• REQUIRED ACTION: In the entries below, find the string "duplicates" and return each line holding it.

= Beginning of Section =

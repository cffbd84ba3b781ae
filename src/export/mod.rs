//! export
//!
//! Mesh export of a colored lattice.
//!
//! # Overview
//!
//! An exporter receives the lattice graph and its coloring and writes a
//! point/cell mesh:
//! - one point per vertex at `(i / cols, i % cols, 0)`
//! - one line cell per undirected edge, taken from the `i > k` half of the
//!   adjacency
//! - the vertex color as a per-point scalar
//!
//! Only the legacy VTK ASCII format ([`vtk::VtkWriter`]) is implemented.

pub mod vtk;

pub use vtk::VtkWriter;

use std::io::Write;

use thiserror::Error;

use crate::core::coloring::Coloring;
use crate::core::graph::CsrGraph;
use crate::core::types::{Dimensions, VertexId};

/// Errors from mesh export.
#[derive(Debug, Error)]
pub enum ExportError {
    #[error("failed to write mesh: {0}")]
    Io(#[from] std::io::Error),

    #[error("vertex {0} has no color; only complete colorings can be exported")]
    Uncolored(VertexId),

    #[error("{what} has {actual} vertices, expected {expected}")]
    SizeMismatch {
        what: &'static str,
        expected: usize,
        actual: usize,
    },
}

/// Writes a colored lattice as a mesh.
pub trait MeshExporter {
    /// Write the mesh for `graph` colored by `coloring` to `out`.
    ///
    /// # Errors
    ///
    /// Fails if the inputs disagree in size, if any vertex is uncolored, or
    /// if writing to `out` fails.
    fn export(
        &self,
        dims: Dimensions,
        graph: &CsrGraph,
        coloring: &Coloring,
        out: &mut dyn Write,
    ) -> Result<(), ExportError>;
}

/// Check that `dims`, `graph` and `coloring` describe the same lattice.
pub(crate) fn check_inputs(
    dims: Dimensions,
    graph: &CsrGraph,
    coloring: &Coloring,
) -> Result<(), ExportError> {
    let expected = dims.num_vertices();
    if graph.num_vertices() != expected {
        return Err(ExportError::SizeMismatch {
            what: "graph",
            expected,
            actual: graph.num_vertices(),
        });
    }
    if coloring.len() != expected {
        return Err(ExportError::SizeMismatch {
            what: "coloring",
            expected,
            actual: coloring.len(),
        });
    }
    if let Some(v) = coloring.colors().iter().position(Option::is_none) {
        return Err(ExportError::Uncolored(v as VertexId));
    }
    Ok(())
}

= End of Section =
= Beginning of Section =

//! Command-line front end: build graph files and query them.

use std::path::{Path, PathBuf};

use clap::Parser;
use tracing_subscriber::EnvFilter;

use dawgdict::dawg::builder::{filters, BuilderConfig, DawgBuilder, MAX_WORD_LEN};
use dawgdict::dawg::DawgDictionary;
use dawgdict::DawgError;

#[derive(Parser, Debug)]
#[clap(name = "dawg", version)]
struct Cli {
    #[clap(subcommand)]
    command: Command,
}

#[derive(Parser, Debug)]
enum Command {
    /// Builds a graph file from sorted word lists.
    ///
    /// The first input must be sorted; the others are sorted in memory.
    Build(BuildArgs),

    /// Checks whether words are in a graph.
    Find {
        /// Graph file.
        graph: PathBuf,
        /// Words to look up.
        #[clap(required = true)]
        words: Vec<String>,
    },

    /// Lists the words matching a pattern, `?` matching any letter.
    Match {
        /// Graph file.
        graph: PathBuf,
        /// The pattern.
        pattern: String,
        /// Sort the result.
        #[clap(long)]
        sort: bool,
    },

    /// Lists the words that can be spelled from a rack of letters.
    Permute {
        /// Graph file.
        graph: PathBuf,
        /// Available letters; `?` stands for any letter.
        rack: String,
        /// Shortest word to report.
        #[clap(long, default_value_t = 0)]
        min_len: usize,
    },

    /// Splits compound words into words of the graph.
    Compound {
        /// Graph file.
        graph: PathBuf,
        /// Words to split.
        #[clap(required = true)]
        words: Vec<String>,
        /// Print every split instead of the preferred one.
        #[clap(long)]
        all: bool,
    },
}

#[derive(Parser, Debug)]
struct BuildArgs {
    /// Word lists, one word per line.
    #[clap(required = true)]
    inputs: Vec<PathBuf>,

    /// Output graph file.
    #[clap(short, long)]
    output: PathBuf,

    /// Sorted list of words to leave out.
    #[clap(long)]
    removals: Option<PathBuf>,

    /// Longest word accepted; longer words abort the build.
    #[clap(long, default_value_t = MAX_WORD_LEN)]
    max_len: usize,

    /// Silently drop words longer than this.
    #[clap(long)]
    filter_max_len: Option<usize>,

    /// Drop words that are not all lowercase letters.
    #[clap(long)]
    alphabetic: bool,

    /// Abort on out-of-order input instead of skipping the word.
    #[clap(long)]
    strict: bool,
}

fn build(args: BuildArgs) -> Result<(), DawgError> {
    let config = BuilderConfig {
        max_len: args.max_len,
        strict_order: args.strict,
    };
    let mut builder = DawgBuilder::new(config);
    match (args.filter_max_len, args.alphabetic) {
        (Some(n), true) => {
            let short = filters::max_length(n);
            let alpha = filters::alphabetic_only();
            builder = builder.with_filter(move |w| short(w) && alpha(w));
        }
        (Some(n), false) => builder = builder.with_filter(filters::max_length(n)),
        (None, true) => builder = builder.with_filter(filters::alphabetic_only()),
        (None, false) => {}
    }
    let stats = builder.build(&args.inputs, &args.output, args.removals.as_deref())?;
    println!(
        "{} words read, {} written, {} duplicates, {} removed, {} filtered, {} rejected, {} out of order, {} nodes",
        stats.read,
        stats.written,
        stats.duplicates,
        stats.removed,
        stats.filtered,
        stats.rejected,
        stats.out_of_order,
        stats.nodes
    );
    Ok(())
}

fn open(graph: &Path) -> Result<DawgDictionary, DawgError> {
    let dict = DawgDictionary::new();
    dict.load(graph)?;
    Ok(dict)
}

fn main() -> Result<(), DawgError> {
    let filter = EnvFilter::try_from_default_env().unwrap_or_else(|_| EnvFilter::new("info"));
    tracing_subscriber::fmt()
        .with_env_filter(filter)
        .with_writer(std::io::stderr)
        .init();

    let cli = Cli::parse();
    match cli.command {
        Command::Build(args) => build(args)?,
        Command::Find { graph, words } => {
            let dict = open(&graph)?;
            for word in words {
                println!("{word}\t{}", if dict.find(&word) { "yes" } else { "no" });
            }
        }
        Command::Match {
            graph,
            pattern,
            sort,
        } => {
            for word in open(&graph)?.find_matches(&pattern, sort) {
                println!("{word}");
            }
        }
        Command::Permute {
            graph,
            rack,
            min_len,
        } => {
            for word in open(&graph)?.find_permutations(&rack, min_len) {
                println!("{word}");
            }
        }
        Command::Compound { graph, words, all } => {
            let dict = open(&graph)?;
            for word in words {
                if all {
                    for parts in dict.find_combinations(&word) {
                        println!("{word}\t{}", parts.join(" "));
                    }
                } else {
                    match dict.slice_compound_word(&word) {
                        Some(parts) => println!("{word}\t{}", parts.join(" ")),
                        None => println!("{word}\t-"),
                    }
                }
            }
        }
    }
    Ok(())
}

= End of Section =

• OUTPUT OF THE TASK:
        "{} words read, {} written, {} duplicates, {} removed, {} filtered, {} rejected, {} out of order, {} nodes",
        stats.duplicates,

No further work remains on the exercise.